Thank you for all you do.
I agree, I don't understand why you wouldn't treat RIS.
I just disagree with the word 'cure'.
I think once a disease is triggered, that's it. There is no 'un-triggering' a disease.
You are only treating symptoms, and not 'curing'.
I'm still trying to figure out why people with PPMS aren't given Cladribine on diagnosis. I have a PPMS diagnosis with no disability, just a little bit of neuropathy in my left thumb, index finger and second finger (which honestly could also be one of the 2 herniated discs in my neck) and tinnitus. My new neurologist actually said she'd have called my situation RIS if not for a bad hip. I have no disc height at L5/S1 and have had sciatica for 30 years - I think the hip is due to compensating for back issues. But that aside I'd happily try cladribine.
RIS needs to be treated. The bigger problem is in catching the disease at the RIS stage which is a very rare occurrence (unless you make the whole population get regular MRIs and NfL tests) and in most cases the first radiologic evidence is also symptomatic (i.e. CIS).
Regarding IRTs, would you recommend a RRMS patient (with only 1 spinal lesion, clear brain MRI and lots of "relapses") switch from Ocrevus to Clabridine?
"At post-mortem, an estimated 25% of people with pathological features of the disease were never diagnosed in life. This means they had either never had symptoms or their symptoms were mild and/or atypical and never triggered a diagnostic work-up."
That absolutely isn't true. I was severely disabled by typical MS for literally decades, with no diagnosis or treatment. If I'd died during those decades, which I absolutely should have, I'd have been one of that 25%.
A "diagnostic work-up" was never done, due to bigotry and discrimination by dozens of NHS HCPs. They committed gross medical negligence. As for why? People with mental impairments have a life expectancy significantly shorter than the general population. That's usually from common conditions. Imagine trying to convince the NHS that as well as a neurodevelopmental condition, you have a rare neurodegenerative disease. And imagine trying to convince them that your brain and life still matter. I never managed it. Add to that poverty, lack of formal education, class, gender, abusive family, being LGBTQ+, etc.

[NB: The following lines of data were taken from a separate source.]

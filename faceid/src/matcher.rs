use serde::Serialize;

use crate::store::Snapshot;

/// An accepted match against a snapshot entry.
#[derive(Debug, Clone, PartialEq, Serialize)]
pub struct Match {
    pub name: String,
    /// `1 - euclidean distance`.
    pub confidence: f32,
    pub identity_id: u64,
}

/// Nearest-neighbour search over a [`Snapshot`].
///
/// Stateless apart from the acceptance threshold, so one matcher can be
/// shared by any number of readers.
#[derive(Debug, Clone, Copy)]
pub struct Matcher {
    threshold: f32,
}

impl Matcher {
    pub fn new(threshold: f32) -> Self {
        Self { threshold }
    }

    pub fn threshold(&self) -> f32 {
        self.threshold
    }

    pub fn set_threshold(&mut self, threshold: f32) {
        self.threshold = threshold;
    }

    /// Returns the closest entry if its confidence reaches the threshold.
    ///
    /// A missing query, an empty snapshot or a query whose length differs
    /// from the snapshot dimension all yield `None`. When several entries
    /// share the minimal distance the first one in snapshot order wins.
    pub fn best_match(&self, snapshot: &Snapshot, query: Option<&[f32]>) -> Option<Match> {
        let query = query?;
        if snapshot.is_empty() || query.len() != snapshot.dim() {
            return None;
        }

        let mut best_dist = f32::INFINITY;
        let mut best_idx: Option<usize> = None;
        for (i, entry) in snapshot.entries().iter().enumerate() {
            let d = euclidean(query, &entry.vector);
            if d < best_dist {
                best_dist = d;
                best_idx = Some(i);
            }
        }

        let idx = best_idx?;
        let confidence = 1.0 - best_dist;
        if confidence < self.threshold {
            return None;
        }
        let entry = &snapshot.entries()[idx];
        Some(Match {
            name: entry.name.clone(),
            confidence,
            identity_id: entry.identity_id,
        })
    }
}

impl Default for Matcher {
    fn default() -> Self {
        Self::new(crate::config::DEFAULT_THRESHOLD)
    }
}

/// Euclidean distance between two vectors.
/// Uses f64 intermediate precision.
pub fn euclidean(a: &[f32], b: &[f32]) -> f32 {
    let sum: f64 = a
        .iter()
        .zip(b.iter())
        .map(|(&x, &y)| {
            let d = x as f64 - y as f64;
            d * d
        })
        .sum();
    sum.sqrt() as f32
}

#[cfg(test)]
mod tests {
    use super::*;
    use visage_facedb::KnownEncoding;

    fn entry(id: u64, name: &str, vector: Vec<f32>) -> KnownEncoding {
        KnownEncoding {
            identity_id: id,
            encoding_id: id,
            name: name.into(),
            vector,
        }
    }

    #[test]
    fn exact_vector_has_full_confidence() {
        let snap = Snapshot::new(2, vec![entry(1, "A", vec![0.1, 0.7])]);
        let m = Matcher::default()
            .best_match(&snap, Some(&[0.1, 0.7]))
            .unwrap();
        assert_eq!(m.confidence, 1.0);
        assert_eq!(m.identity_id, 1);
    }

    #[test]
    fn no_match_cases() {
        let matcher = Matcher::default();
        let empty = Snapshot::new(2, vec![]);
        assert!(matcher.best_match(&empty, Some(&[0.0, 0.0])).is_none());

        let snap = Snapshot::new(2, vec![entry(1, "A", vec![0.0, 0.0])]);
        assert!(matcher.best_match(&snap, None).is_none());
        assert!(matcher.best_match(&snap, Some(&[0.0, 0.0, 0.0])).is_none());
        // distance 0.5 -> confidence 0.5
        assert!(matcher.best_match(&snap, Some(&[0.3, 0.4])).is_none());
    }

    #[test]
    fn picks_nearest_entry() {
        let snap = Snapshot::new(
            2,
            vec![entry(1, "A", vec![1.0, 1.0]), entry(2, "B", vec![0.0, 0.1])],
        );
        let m = Matcher::default().best_match(&snap, Some(&[0.0, 0.0])).unwrap();
        assert_eq!(m.name, "B");
        assert!((m.confidence - 0.9).abs() < 1e-6);
    }

    #[test]
    fn ties_go_to_first_entry() {
        let snap = Snapshot::new(
            2,
            vec![
                entry(1, "A", vec![0.1, 0.0]),
                entry(2, "B", vec![-0.1, 0.0]),
                entry(3, "C", vec![0.1, 0.0]),
            ],
        );
        let m = Matcher::default().best_match(&snap, Some(&[0.0, 0.0])).unwrap();
        assert_eq!(m.identity_id, 1);
    }

    #[test]
    fn threshold_is_configurable() {
        let snap = Snapshot::new(2, vec![entry(1, "A", vec![0.0, 0.0])]);
        let query: &[f32] = &[0.3, 0.4];
        assert!(Matcher::new(0.6).best_match(&snap, Some(query)).is_none());
        assert!(Matcher::new(0.4).best_match(&snap, Some(query)).is_some());
    }

    #[test]
    fn confidence_equal_to_threshold_is_accepted() {
        let snap = Snapshot::new(2, vec![entry(1, "A", vec![0.0, 0.0])]);
        let matcher = Matcher::new(0.6);
        for query in [[0.0f32, 0.4], [0.4, 0.0], [0.24, 0.32]] {
            let m = matcher.best_match(&snap, Some(&query)).unwrap();
            assert!((m.confidence - 0.6).abs() < 1e-6);
        }
        assert!(Matcher::new(0.61).best_match(&snap, Some(&[0.0, 0.4])).is_none());
    }

    #[test]
    fn snapshot_drops_wrong_lengths() {
        let snap = Snapshot::new(
            2,
            vec![entry(1, "A", vec![0.0, 0.0]), entry(2, "B", vec![0.0; 3])],
        );
        assert_eq!(snap.len(), 1);
    }

    #[test]
    fn euclidean_basics() {
        assert_eq!(euclidean(&[0.0, 0.0], &[3.0, 4.0]), 5.0);
        assert_eq!(euclidean(&[0.1, 0.2], &[0.1, 0.2]), 0.0);
    }

    #[test]
    fn default_threshold() {
        assert_eq!(Matcher::default().threshold(), 0.6);
        let mut m = Matcher::default();
        m.set_threshold(0.9);
        assert_eq!(m.threshold(), 0.9);
    }
}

As for a cure: MS isn't cured until I'm cured. That means undoing the damage done to my body and brain by MS & the NHS.
I realise that I'm perceived as an irrelevant statistical anomaly. But no one actually knows how often this is done to people. And the belief that people like me don't matter, don't count, and should just be ignored, is why it happened to me in the first place.
I find the concept of a diagnosis as “stigmatising” hard to understand to be honest.
Certainly there are potential socioeconomic sequelae to consider, eg impacts on various insurances, career choices and decisions on whether to have biological children as some examples.
My tingling feet and hands preceded my PPMS diagnosis by about 4-5 years. I would have gone for HSCT earlier but I'll be receiving HSCT Aug 28, 2023
Pure speculation, but could you suggest a possible timeline for Clinical Trials involving SAR441344 Frexalimab for PPMS?
I was Dx in 2006, at 45. I taught hs for 30 yrs.; alright,after Dx. for a bit over 12 yrs. Forced to retire in June, 2018 bc my MS disability soared. My R arm and leg don’t work. My mobility is almost non-existent. At 62, I feel like a spectator. Prof. G., I truly wish you were my Dr. You are always spot on and accurate with your MS remedies. Sadly, my Neuros have basically put me out to pasture. Unfortunately every Neuro I encountered, has agendas with X- large pharma cos. Finally, my picture should be next to #EBVcausesMS. Ty for your wisdom. Lastly, for shame on your peers for disrespecting you. A million thanks for your credible, accurate, reliable MS information. (SMS-SolvingMS)
Indeed, your our question about the many persons with lesions who don't go on to develop MS, and your pondering on some sort of self correction against the disease is interesting.
Could this posit the question of whether different DMT's could be a double edged sword in spite of the overall effect of helping more individuals than they harm?
Does the question at least deserve asking?